いずれにせよ、このシリーズがどのように展開するか。それは作者にしか解らないことなのかも知れない。
『葬列』(角川書店)で横溝正史賞を受賞してデビューしたノワール系新人の三作目。基本的にノワール系は守備範囲外だったが、オススメの声がちらほらあったので読んでみることにした。ただ、先入観というものは怖いもので……。失踪した元AV女優の失踪騒ぎに巻き込まれた須山隆治。失踪した女優は隆治の永遠のマドンナと言うべき女性で、彼が勤めていた倒産したビデオ制作会社のビデオにも何度か出演し、撮影現場ででも一緒になることもしばしばあった。そして、何度か飲みにも行った。彼女の失踪事件の影には過去のテレビ番組出演や、それに付随した忌まわしい過去も……。付随してどんぐりころころの童謡に見立てられた殺人事件も起きる。

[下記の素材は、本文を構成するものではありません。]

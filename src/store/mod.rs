//! Storage contract consumed by the handlers.
//!
//! Records are JSON values grouped into named collections and keyed by id.
//! `MemoryStore` is the in-process implementation; other backends only need
//! to implement [`Storage`].

mod memory;

pub use memory::MemoryStore;

use std::collections::BTreeMap;
use std::sync::Arc;

use async_trait::async_trait;
use serde_json::Value;
use thiserror::Error;

/// Collection names shared by every backend.
pub mod collections {
    pub const ACTIONS: &str = "actions";
    pub const WORKFLOWS: &str = "workflows";
}

#[derive(Debug, Error)]
pub enum StoreError {
    #[error("record not found: {collection}/{id}")]
    NotFound { collection: String, id: String },

    #[error("serialization error: {0}")]
    Serialization(String),

    #[error("{0}")]
    Backend(String),
}

impl From<serde_json::Error> for StoreError {
    fn from(err: serde_json::Error) -> Self {
        StoreError::Serialization(err.to_string())
    }
}

pub type Result<T> = std::result::Result<T, StoreError>;

/// Collection-scoped key-value storage.
///
/// Object safe, so handlers hold it as `Arc<dyn Storage>`.
#[async_trait]
pub trait Storage: Send + Sync {
    /// Fetch one record, `None` when absent.
    async fn get(&self, collection: &str, id: &str) -> Result<Option<Value>>;

    /// Every record of a collection, keyed by id.
    async fn get_all(&self, collection: &str) -> Result<BTreeMap<String, Value>>;

    /// Insert or overwrite.
    async fn set(&self, collection: &str, id: &str, value: Value) -> Result<()>;

    /// Replace an existing record.
    async fn update(&self, collection: &str, id: &str, value: Value) -> Result<()>;

    /// Remove a record. Removing an absent id is not an error.
    async fn remove(&self, collection: &str, id: &str) -> Result<()>;

    /// Remove a workflow together with whatever the backend ties to it.
    async fn delete_workflow(&self, id: &str) -> Result<()>;
}

pub type SharedStore = Arc<dyn Storage>;
use crate::models::TriggerType;

#[derive(Debug, Clone)]
pub struct Config {
    pub log_level: String,
    /// Trigger assigned to workflows created without an explicit one.
    pub default_trigger: TriggerType,
}

impl Default for Config {
    fn default() -> Self {
        Config {
            log_level: "info".to_string(),
            default_trigger: TriggerType::default(),
        }
    }
}

impl Config {
    /// Reads `.env` if present, then the process environment.
    pub fn from_env() -> Result<Self, String> {
        let _ = dotenvy::dotenv();
        Self::from_lookup(|key| std::env::var(key).ok())
    }

    pub fn from_lookup<F>(lookup: F) -> Result<Self, String>
    where
        F: Fn(&str) -> Option<String>,
    {
        let env_or = |key: &str, default: &str| lookup(key).unwrap_or_else(|| default.to_string());

        let log_level = env_or("FLOWKEEPER_LOG_LEVEL", "info");

        let default_trigger = env_or("FLOWKEEPER_DEFAULT_TRIGGER", TriggerType::MANUAL);
        if default_trigger.trim().is_empty() {
            return Err("Invalid FLOWKEEPER_DEFAULT_TRIGGER: value is blank".to_string());
        }

        Ok(Config {
            log_level,
            default_trigger: TriggerType::new(default_trigger.trim()),
        })
    }
}
//! CSV readers for the three input tables.
//!
//! Columns are located by header name (see
//! [`ColumnConfig`](crate::config::ColumnConfig)); other columns are
//! ignored. Cells are trimmed. Row numbers in errors are file line numbers,
//! header included.

use std::collections::HashSet;
use std::fs::File;
use std::io;
use std::path::{Path, PathBuf};

use csv::{ReaderBuilder, StringRecord, Trim};
use tracing::{debug, instrument};

use crate::config::ColumnConfig;
use crate::error::ErrorCode;
use crate::hierarchy::{CategoryGraphBuilder, HierarchyDiagnostics, MultiParentPolicy, diagnose};
use crate::model::{CategoryEdge, Product, Transaction};

/// Errors from reading an input table.
#[derive(Debug, thiserror::Error)]
pub enum LoadError {
    #[error("failed to open {}: {source}", .path.display())]
    Open {
        path: PathBuf,
        #[source]
        source: io::Error,
    },

    #[error("{table} table has no '{column}' column")]
    MissingColumn { table: &'static str, column: String },

    #[error("{table} table line {line}: '{column}' is empty")]
    EmptyCell {
        table: &'static str,
        line: u64,
        column: String,
    },

    #[error("{table} table line {line}: '{column}' value '{value}' is not a finite number")]
    InvalidNumber {
        table: &'static str,
        line: u64,
        column: String,
        value: String,
    },

    #[error("{table} table line {line}: duplicate product id '{id}'")]
    DuplicateProduct {
        table: &'static str,
        line: u64,
        id: String,
    },

    #[error("{table} table: {source}")]
    Csv {
        table: &'static str,
        #[source]
        source: csv::Error,
    },
}

impl LoadError {
    #[must_use]
    pub const fn code(&self) -> ErrorCode {
        match self {
            Self::Open { .. } => ErrorCode::InputNotFound,
            _ => ErrorCode::MalformedInput,
        }
    }
}

/// One row of the categories table.
#[derive(Debug, Clone, PartialEq, Eq)]
pub struct CategoryRow {
    pub category: String,
    /// `None` when the parent cell is empty: the category is a root.
    pub parent: Option<String>,
}

/// The categories table in file order.
#[derive(Debug, Clone, Default, PartialEq, Eq)]
pub struct CategoryTable {
    pub rows: Vec<CategoryRow>,
}

impl CategoryTable {
    /// Rows that carry a parent, as edges.
    #[must_use]
    pub fn edges(&self) -> Vec<CategoryEdge> {
        self.rows
            .iter()
            .filter_map(|row| {
                row.parent
                    .as_ref()
                    .map(|parent| CategoryEdge::new(row.category.as_str(), parent.as_str()))
            })
            .collect()
    }

    /// Every cycle and conflict in the table, with cycles judged the way
    /// the build treats conflicting parents under `policy`.
    #[must_use]
    pub fn diagnose(&self, policy: MultiParentPolicy) -> HierarchyDiagnostics {
        let edges = self.edges();
        let roots = self
            .rows
            .iter()
            .filter(|row| row.parent.is_none())
            .map(|row| row.category.as_str());
        diagnose(roots, &edges, policy)
    }

    /// A graph builder holding every row, in file order.
    #[must_use]
    pub fn builder(&self, policy: MultiParentPolicy) -> CategoryGraphBuilder {
        let mut builder = CategoryGraphBuilder::new().policy(policy);
        for row in &self.rows {
            match &row.parent {
                Some(parent) => builder.add_edge((row.category.as_str(), parent.as_str())),
                None => builder.add_node(row.category.as_str()),
            }
        }
        builder
    }
}

const CATEGORIES: &str = "categories";
const PRODUCTS: &str = "products";
const TRANSACTIONS: &str = "transactions";

/// Load the categories table from `path`.
///
/// # Errors
///
/// See [`read_categories`]; also [`LoadError::Open`].
#[instrument(skip(columns))]
pub fn load_categories(path: &Path, columns: &ColumnConfig) -> Result<CategoryTable, LoadError> {
    read_categories(open(path)?, columns)
}

/// Load the products table from `path`.
///
/// # Errors
///
/// See [`read_products`]; also [`LoadError::Open`].
#[instrument(skip(columns))]
pub fn load_products(path: &Path, columns: &ColumnConfig) -> Result<Vec<Product>, LoadError> {
    read_products(open(path)?, columns)
}

/// Load the transactions table from `path`.
///
/// # Errors
///
/// See [`read_transactions`]; also [`LoadError::Open`].
#[instrument(skip(columns))]
pub fn load_transactions(path: &Path, columns: &ColumnConfig) -> Result<Vec<Transaction>, LoadError> {
    read_transactions(open(path)?, columns)
}

/// Read a categories table with `category` and `parent` columns.
///
/// # Errors
///
/// Returns [`LoadError`] for a missing column, an empty category cell, or a
/// CSV syntax error.
pub fn read_categories<R: io::Read>(reader: R, columns: &ColumnConfig) -> Result<CategoryTable, LoadError> {
    let mut table = Table::open(reader, CATEGORIES)?;
    let category_col = table.column(&columns.category)?;
    let parent_col = table.column(&columns.parent)?;

    let mut rows = Vec::new();
    while let Some(record) = table.next_record()? {
        let category = table.required(&record, category_col, &columns.category)?;
        let parent = cell(&record, parent_col);
        rows.push(CategoryRow { category, parent });
    }

    debug!(rows = rows.len(), "categories loaded");
    Ok(CategoryTable { rows })
}

/// Read a products table with `product_id`, `category` and `price` columns.
///
/// An empty category cell is kept as an empty key; it will not match any
/// category and falls under the missing-category policy of the report.
///
/// # Errors
///
/// Returns [`LoadError`] for a missing column, an empty id, a bad price, a
/// duplicate product id, or a CSV syntax error.
pub fn read_products<R: io::Read>(reader: R, columns: &ColumnConfig) -> Result<Vec<Product>, LoadError> {
    let mut table = Table::open(reader, PRODUCTS)?;
    let id_col = table.column(&columns.product_id)?;
    let category_col = table.column(&columns.category)?;
    let price_col = table.column(&columns.price)?;

    let mut seen: HashSet<String> = HashSet::new();
    let mut products = Vec::new();
    while let Some(record) = table.next_record()? {
        let id = table.required(&record, id_col, &columns.product_id)?;
        let category = cell(&record, category_col).unwrap_or_default();
        let price = table.number(&record, price_col, &columns.price)?;

        if !seen.insert(id.clone()) {
            return Err(LoadError::DuplicateProduct {
                table: PRODUCTS,
                line: line_of(&record),
                id,
            });
        }
        products.push(Product { id, category, price });
    }

    debug!(rows = products.len(), "products loaded");
    Ok(products)
}

/// Read a transactions table with `product_id` and `quantity` columns.
///
/// # Errors
///
/// Returns [`LoadError`] for a missing column, an empty id, a bad quantity,
/// or a CSV syntax error.
pub fn read_transactions<R: io::Read>(
    reader: R,
    columns: &ColumnConfig,
) -> Result<Vec<Transaction>, LoadError> {
    let mut table = Table::open(reader, TRANSACTIONS)?;
    let id_col = table.column(&columns.product_id)?;
    let quantity_col = table.column(&columns.quantity)?;

    let mut transactions = Vec::new();
    while let Some(record) = table.next_record()? {
        let product_id = table.required(&record, id_col, &columns.product_id)?;
        let quantity = table.number(&record, quantity_col, &columns.quantity)?;
        transactions.push(Transaction { product_id, quantity });
    }

    debug!(rows = transactions.len(), "transactions loaded");
    Ok(transactions)
}

// ---------------------------------------------------------------------------
// Internal helpers
// ---------------------------------------------------------------------------

fn open(path: &Path) -> Result<File, LoadError> {
    File::open(path).map_err(|source| LoadError::Open {
        path: path.to_path_buf(),
        source,
    })
}

fn cell(record: &StringRecord, idx: usize) -> Option<String> {
    record
        .get(idx)
        .filter(|value| !value.is_empty())
        .map(str::to_string)
}

fn line_of(record: &StringRecord) -> u64 {
    record.position().map_or(0, csv::Position::line)
}

struct Table<R> {
    reader: csv::Reader<R>,
    headers: StringRecord,
    name: &'static str,
}

impl<R: io::Read> Table<R> {
    fn open(reader: R, name: &'static str) -> Result<Self, LoadError> {
        let mut reader = ReaderBuilder::new().trim(Trim::All).from_reader(reader);
        let headers = reader
            .headers()
            .map_err(|source| LoadError::Csv { table: name, source })?
            .clone();
        Ok(Self {
            reader,
            headers,
            name,
        })
    }

    fn column(&self, column: &str) -> Result<usize, LoadError> {
        self.headers
            .iter()
            .position(|h| h == column)
            .ok_or_else(|| LoadError::MissingColumn {
                table: self.name,
                column: column.to_string(),
            })
    }

    fn next_record(&mut self) -> Result<Option<StringRecord>, LoadError> {
        let mut record = StringRecord::new();
        let more = self
            .reader
            .read_record(&mut record)
            .map_err(|source| LoadError::Csv {
                table: self.name,
                source,
            })?;
        Ok(more.then_some(record))
    }

    fn required(&self, record: &StringRecord, idx: usize, column: &str) -> Result<String, LoadError> {
        cell(record, idx).ok_or_else(|| LoadError::EmptyCell {
            table: self.name,
            line: line_of(record),
            column: column.to_string(),
        })
    }

    fn number(&self, record: &StringRecord, idx: usize, column: &str) -> Result<f64, LoadError> {
        let raw = self.required(record, idx, column)?;
        match raw.parse::<f64>() {
            Ok(value) if value.is_finite() => Ok(value),
            _ => Err(LoadError::InvalidNumber {
                table: self.name,
                line: line_of(record),
                column: column.to_string(),
                value: raw,
            }),
        }
    }
}
use anyhow::{Context, Result};
use serde::{Deserialize, Serialize};
use std::path::{Path, PathBuf};

use crate::hierarchy::{MultiParentPolicy, PathPadding};

/// File looked up in the working directory when no `--config` is given.
pub const CONFIG_FILE_NAME: &str = "rollup.toml";

#[derive(Debug, Clone, Default, PartialEq, Serialize, Deserialize)]
pub struct RollupConfig {
    #[serde(default)]
    pub input: InputConfig,
    #[serde(default)]
    pub columns: ColumnConfig,
    #[serde(default)]
    pub hierarchy: HierarchyConfig,
    #[serde(default)]
    pub report: ReportConfig,
    #[serde(default)]
    pub paths: PathsConfig,
}

#[derive(Debug, Clone, PartialEq, Eq, Serialize, Deserialize)]
pub struct InputConfig {
    #[serde(default = "default_categories_path")]
    pub categories: PathBuf,
    #[serde(default = "default_products_path")]
    pub products: PathBuf,
    #[serde(default = "default_transactions_path")]
    pub transactions: PathBuf,
}

impl Default for InputConfig {
    fn default() -> Self {
        Self {
            categories: default_categories_path(),
            products: default_products_path(),
            transactions: default_transactions_path(),
        }
    }
}

/// Header names of the input tables.
#[derive(Debug, Clone, PartialEq, Eq, Serialize, Deserialize)]
pub struct ColumnConfig {
    #[serde(default = "default_category_column")]
    pub category: String,
    #[serde(default = "default_parent_column")]
    pub parent: String,
    #[serde(default = "default_product_id_column")]
    pub product_id: String,
    #[serde(default = "default_price_column")]
    pub price: String,
    #[serde(default = "default_quantity_column")]
    pub quantity: String,
}

impl Default for ColumnConfig {
    fn default() -> Self {
        Self {
            category: default_category_column(),
            parent: default_parent_column(),
            product_id: default_product_id_column(),
            price: default_price_column(),
            quantity: default_quantity_column(),
        }
    }
}

#[derive(Debug, Clone, Default, PartialEq, Eq, Serialize, Deserialize)]
pub struct HierarchyConfig {
    #[serde(default)]
    pub multi_parent: MultiParentPolicy,
}

/// What to do with a record that cannot be joined.
#[derive(Debug, Clone, Copy, Default, PartialEq, Eq, Serialize, Deserialize)]
#[serde(rename_all = "snake_case")]
pub enum RecordPolicy {
    /// Leave the record out and count it.
    #[default]
    Skip,
    /// Abort the run.
    Fail,
}

#[derive(Debug, Clone, PartialEq, Eq, Serialize, Deserialize)]
pub struct ReportConfig {
    #[serde(default = "default_output_path")]
    pub output: PathBuf,
    #[serde(default)]
    pub missing_category: RecordPolicy,
    #[serde(default)]
    pub unknown_product: RecordPolicy,
    #[serde(default = "default_summary_label")]
    pub summary_label: String,
    #[serde(default = "default_true")]
    pub include_categories_without_transactions: bool,
}

impl Default for ReportConfig {
    fn default() -> Self {
        Self {
            output: default_output_path(),
            missing_category: RecordPolicy::default(),
            unknown_product: RecordPolicy::default(),
            summary_label: default_summary_label(),
            include_categories_without_transactions: default_true(),
        }
    }
}

#[derive(Debug, Clone, PartialEq, Eq, Serialize, Deserialize)]
pub struct PathsConfig {
    /// Fixed column count; `None` sizes the table to the deepest path.
    #[serde(default)]
    pub columns: Option<usize>,
    #[serde(default)]
    pub padding: PathPadding,
    #[serde(default = "default_column_prefix")]
    pub column_prefix: String,
}

impl Default for PathsConfig {
    fn default() -> Self {
        Self {
            columns: None,
            padding: PathPadding::default(),
            column_prefix: default_column_prefix(),
        }
    }
}

/// Read and parse a config file.
///
/// # Errors
///
/// Returns an error if the file cannot be read or is not valid TOML for
/// [`RollupConfig`].
pub fn load_config(path: &Path) -> Result<RollupConfig> {
    let content = std::fs::read_to_string(path)
        .with_context(|| format!("Failed to read {}", path.display()))?;

    toml::from_str::<RollupConfig>(&content)
        .with_context(|| format!("Failed to parse {}", path.display()))
}

/// Resolve the effective configuration.
///
/// An explicit path must exist. Otherwise `rollup.toml` in `working_dir` is
/// used when present, and defaults when not.
///
/// # Errors
///
/// Returns an error if the chosen file cannot be read or parsed.
pub fn resolve_config(explicit: Option<&Path>, working_dir: &Path) -> Result<RollupConfig> {
    if let Some(path) = explicit {
        return load_config(path);
    }

    let path = working_dir.join(CONFIG_FILE_NAME);
    if !path.exists() {
        return Ok(RollupConfig::default());
    }
    load_config(&path)
}

const fn default_true() -> bool {
    true
}

fn default_categories_path() -> PathBuf {
    PathBuf::from("categories.csv")
}

fn default_products_path() -> PathBuf {
    PathBuf::from("products.csv")
}

fn default_transactions_path() -> PathBuf {
    PathBuf::from("transactions.csv")
}

fn default_output_path() -> PathBuf {
    PathBuf::from("results.csv")
}

fn default_category_column() -> String {
    "Category".to_string()
}

fn default_parent_column() -> String {
    "Parent Category".to_string()
}

fn default_product_id_column() -> String {
    "Product ID".to_string()
}

fn default_price_column() -> String {
    "Price".to_string()
}

fn default_quantity_column() -> String {
    "Quantity".to_string()
}

fn default_summary_label() -> String {
    "All categories".to_string()
}

fn default_column_prefix() -> String {
    "Category".to_string()
}

#[cfg(test)]
mod tests {
    use super::*;
    use tempfile::TempDir;

    #[test]
    fn missing_config_uses_defaults() {
        let dir = TempDir::new().expect("temp dir");
        let cfg = resolve_config(None, dir.path()).expect("load should succeed");
        assert_eq!(cfg, RollupConfig::default());
        assert_eq!(cfg.columns.parent, "Parent Category");
        assert_eq!(cfg.hierarchy.multi_parent, MultiParentPolicy::Reject);
        assert_eq!(cfg.report.missing_category, RecordPolicy::Skip);
        assert_eq!(cfg.report.summary_label, "All categories");
        assert!(cfg.report.include_categories_without_transactions);
        assert_eq!(cfg.paths.columns, None);
    }

    #[test]
    fn working_dir_config_is_discovered() {
        let dir = TempDir::new().expect("temp dir");
        std::fs::write(
            dir.path().join(CONFIG_FILE_NAME),
            "[hierarchy]\nmulti_parent = \"keep_last\"\n",
        )
        .expect("write config");

        let cfg = resolve_config(None, dir.path()).expect("load");
        assert_eq!(cfg.hierarchy.multi_parent, MultiParentPolicy::KeepLast);
        assert_eq!(cfg.input, InputConfig::default());
    }

    #[test]
    fn partial_sections_keep_field_defaults() {
        let cfg: RollupConfig = toml::from_str(
            r#"
[report]
missing_category = "fail"
summary_label = "Total"

[paths]
columns = 4
padding = "left"

[columns]
price = "Unit Price"
"#,
        )
        .expect("parse");

        assert_eq!(cfg.report.missing_category, RecordPolicy::Fail);
        assert_eq!(cfg.report.unknown_product, RecordPolicy::Skip);
        assert_eq!(cfg.report.summary_label, "Total");
        assert_eq!(cfg.report.output, PathBuf::from("results.csv"));
        assert_eq!(cfg.paths.columns, Some(4));
        assert_eq!(cfg.paths.padding, PathPadding::Left);
        assert_eq!(cfg.paths.column_prefix, "Category");
        assert_eq!(cfg.columns.price, "Unit Price");
        assert_eq!(cfg.columns.quantity, "Quantity");
    }

    #[test]
    fn explicit_missing_file_is_an_error() {
        let dir = TempDir::new().expect("temp dir");
        let err = resolve_config(Some(&dir.path().join("nope.toml")), dir.path())
            .expect_err("missing explicit config");
        assert!(err.to_string().contains("Failed to read"));
    }

    #[test]
    fn invalid_policy_is_a_parse_error() {
        let dir = TempDir::new().expect("temp dir");
        let path = dir.path().join("bad.toml");
        std::fs::write(&path, "[hierarchy]\nmulti_parent = \"merge\"\n").expect("write");
        let err = load_config(&path).expect_err("bad policy");
        assert!(err.to_string().contains("Failed to parse"));
    }
}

ノワール系の人、という印象があったので、前二作の印象で読むと驚く、と言うような事を聞いていても或る意味驚く。前二作を本書読書時に読んでいなくても、だ。失踪人探し、過去の名作のパロ、見立て殺人。様々な要素が渾然一体となり、不可思議な世界を現出させる。分類不可能、とまでは行かないものの、分類を拒むような雰囲気が本書にはある。三部構成であるが、第三部では(前代未聞というわけでは無かろうが)面白い仕掛けが姿を現す。この辺を読み、密室の某大家の代表作(『三つの棺』の事ね)の登場人物の台詞「私は小説の中の登場人物である(だっけ?)」を思い出した。この台詞を徹底的にまで突き詰めたのが本書と言うことになるのであろうか。読者が持つ作品世界に対するイメージを根本的なところから覆してくれる。
逆に言えば、第三部がなければ本書はあまり出来のよろしくない失踪ものでしかないわけで。失踪ものの方のネタは用意されてはいるが、少しばかり扱いが煩雑で、そこも計算の内なのであろうが、残念に思う部分でもある。独立させて失踪ものの傑作にすることも可能だったはずだ。それだけの材料だと思う。各パートの引用や作中作は先行作品へのオマージュを感じさせ、結構にやりとするが、これも作者の計算の内とわかってはいても扱いの煩雑さ悲しみを覚える。だが、作者の資質がノワールのみに向いてないのは確かだ。また、デビュー作『葬列』もヤクザ系が嫌いな綾辻行人が誉めてる点からも並々ならない才能を持っていることは確かなことである。
他の二作もとりあえず読もう、と思う一作。へんてこなミステリが好きではない人は拒否反応を起こすかも知れない、変な灰汁がある作品であることは確かだ。